INFORMATION GIVEN.

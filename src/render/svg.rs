//! Shared SVG page helpers for the report templates.

use std::fmt::Write as _;

/// ISO A4 width in millimetres
pub const PAGE_WIDTH_MM: f32 = 210.0;
/// ISO A4 height in millimetres
pub const PAGE_HEIGHT_MM: f32 = 297.0;

/// A4 width in CSS pixels (96 dpi)
pub const PAGE_WIDTH_PX: f32 = PAGE_WIDTH_MM * 96.0 / 25.4;
/// A4 height in CSS pixels (96 dpi)
pub const PAGE_HEIGHT_PX: f32 = PAGE_HEIGHT_MM * 96.0 / 25.4;

pub(crate) const FONT: &str = "Inter, Helvetica, Arial, sans-serif";

/// Open an A4 page with a solid background
pub(crate) fn open_page(svg: &mut String, background: &str) {
    let _ = writeln!(
        svg,
        "<svg xmlns='http://www.w3.org/2000/svg' width='{PAGE_WIDTH_MM}mm' height='{PAGE_HEIGHT_MM}mm' viewBox='0 0 {PAGE_WIDTH_PX:.2} {PAGE_HEIGHT_PX:.2}'>"
    );
    let _ = writeln!(
        svg,
        "  <rect x='0' y='0' width='{PAGE_WIDTH_PX:.2}' height='{PAGE_HEIGHT_PX:.2}' fill='{background}'/>"
    );
}

pub(crate) fn close_page(svg: &mut String) {
    let _ = writeln!(svg, "</svg>");
}

/// Emit a text node; `anchor` is `start`, `middle`, or `end`
#[allow(clippy::too_many_arguments)]
pub(crate) fn text(
    svg: &mut String,
    x: f32,
    y: f32,
    size: f32,
    weight: u16,
    fill: &str,
    anchor: &str,
    content: &str,
) {
    let _ = writeln!(
        svg,
        "  <text x='{x:.1}' y='{y:.1}' font-family='{FONT}' font-size='{size:.1}' font-weight='{weight}' fill='{fill}' text-anchor='{anchor}'>{}</text>",
        escape_text(content)
    );
}

/// Emit a rounded card
pub(crate) fn card(svg: &mut String, x: f32, y: f32, width: f32, height: f32, fill: &str, stroke: &str) {
    let _ = writeln!(
        svg,
        "  <rect x='{x:.1}' y='{y:.1}' width='{width:.1}' height='{height:.1}' rx='10' fill='{fill}' stroke='{stroke}' stroke-width='1'/>"
    );
}

/// Emit a horizontal rule
pub(crate) fn rule(svg: &mut String, x1: f32, x2: f32, y: f32, stroke: &str, width: f32) {
    let _ = writeln!(
        svg,
        "  <line x1='{x1:.1}' y1='{y:.1}' x2='{x2:.1}' y2='{y:.1}' stroke='{stroke}' stroke-width='{width:.1}'/>"
    );
}

pub(crate) fn escape_text(input: &str) -> String {
    input
        .replace('&', "&amp;")
        .replace('<', "&lt;")
        .replace('>', "&gt;")
        .replace('"', "&quot;")
        .replace('\'', "&apos;")
}

/// Greedy word wrap by character count
pub(crate) fn wrap_text(input: &str, max_chars: usize) -> Vec<String> {
    let mut lines = Vec::new();
    let mut current = String::new();
    for word in input.split_whitespace() {
        let needed = if current.is_empty() {
            word.chars().count()
        } else {
            current.chars().count() + 1 + word.chars().count()
        };
        if needed > max_chars && !current.is_empty() {
            lines.push(std::mem::take(&mut current));
        }
        if !current.is_empty() {
            current.push(' ');
        }
        current.push_str(word);
    }
    if !current.is_empty() {
        lines.push(current);
    }
    lines
}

EXERCISE PROMPT. For the lines above, output exactly those from the line containing "pub const PAGE_WIDTH_PX: f32" through the line containing "a rounded card", and skip the others.

FINISHED EXERCISE.
pub const PAGE_WIDTH_PX: f32 = PAGE_WIDTH_MM * 96.0 / 25.4;
/// A4 height in CSS pixels (96 dpi)
pub const PAGE_HEIGHT_PX: f32 = PAGE_HEIGHT_MM * 96.0 / 25.4;

pub(crate) const FONT: &str = "Inter, Helvetica, Arial, sans-serif";

/// Open an A4 page with a solid background
pub(crate) fn open_page(svg: &mut String, background: &str) {
    let _ = writeln!(
        svg,
        "<svg xmlns='http://www.w3.org/2000/svg' width='{PAGE_WIDTH_MM}mm' height='{PAGE_HEIGHT_MM}mm' viewBox='0 0 {PAGE_WIDTH_PX:.2} {PAGE_HEIGHT_PX:.2}'>"
    );
    let _ = writeln!(
        svg,
        "  <rect x='0' y='0' width='{PAGE_WIDTH_PX:.2}' height='{PAGE_HEIGHT_PX:.2}' fill='{background}'/>"
    );
}

pub(crate) fn close_page(svg: &mut String) {
    let _ = writeln!(svg, "</svg>");
}

/// Emit a text node; `anchor` is `start`, `middle`, or `end`
#[allow(clippy::too_many_arguments)]
pub(crate) fn text(
    svg: &mut String,
    x: f32,
    y: f32,
    size: f32,
    weight: u16,
    fill: &str,
    anchor: &str,
    content: &str,
) {
    let _ = writeln!(
        svg,
        "  <text x='{x:.1}' y='{y:.1}' font-family='{FONT}' font-size='{size:.1}' font-weight='{weight}' fill='{fill}' text-anchor='{anchor}'>{}</text>",
        escape_text(content)
    );
}

/// Emit a rounded card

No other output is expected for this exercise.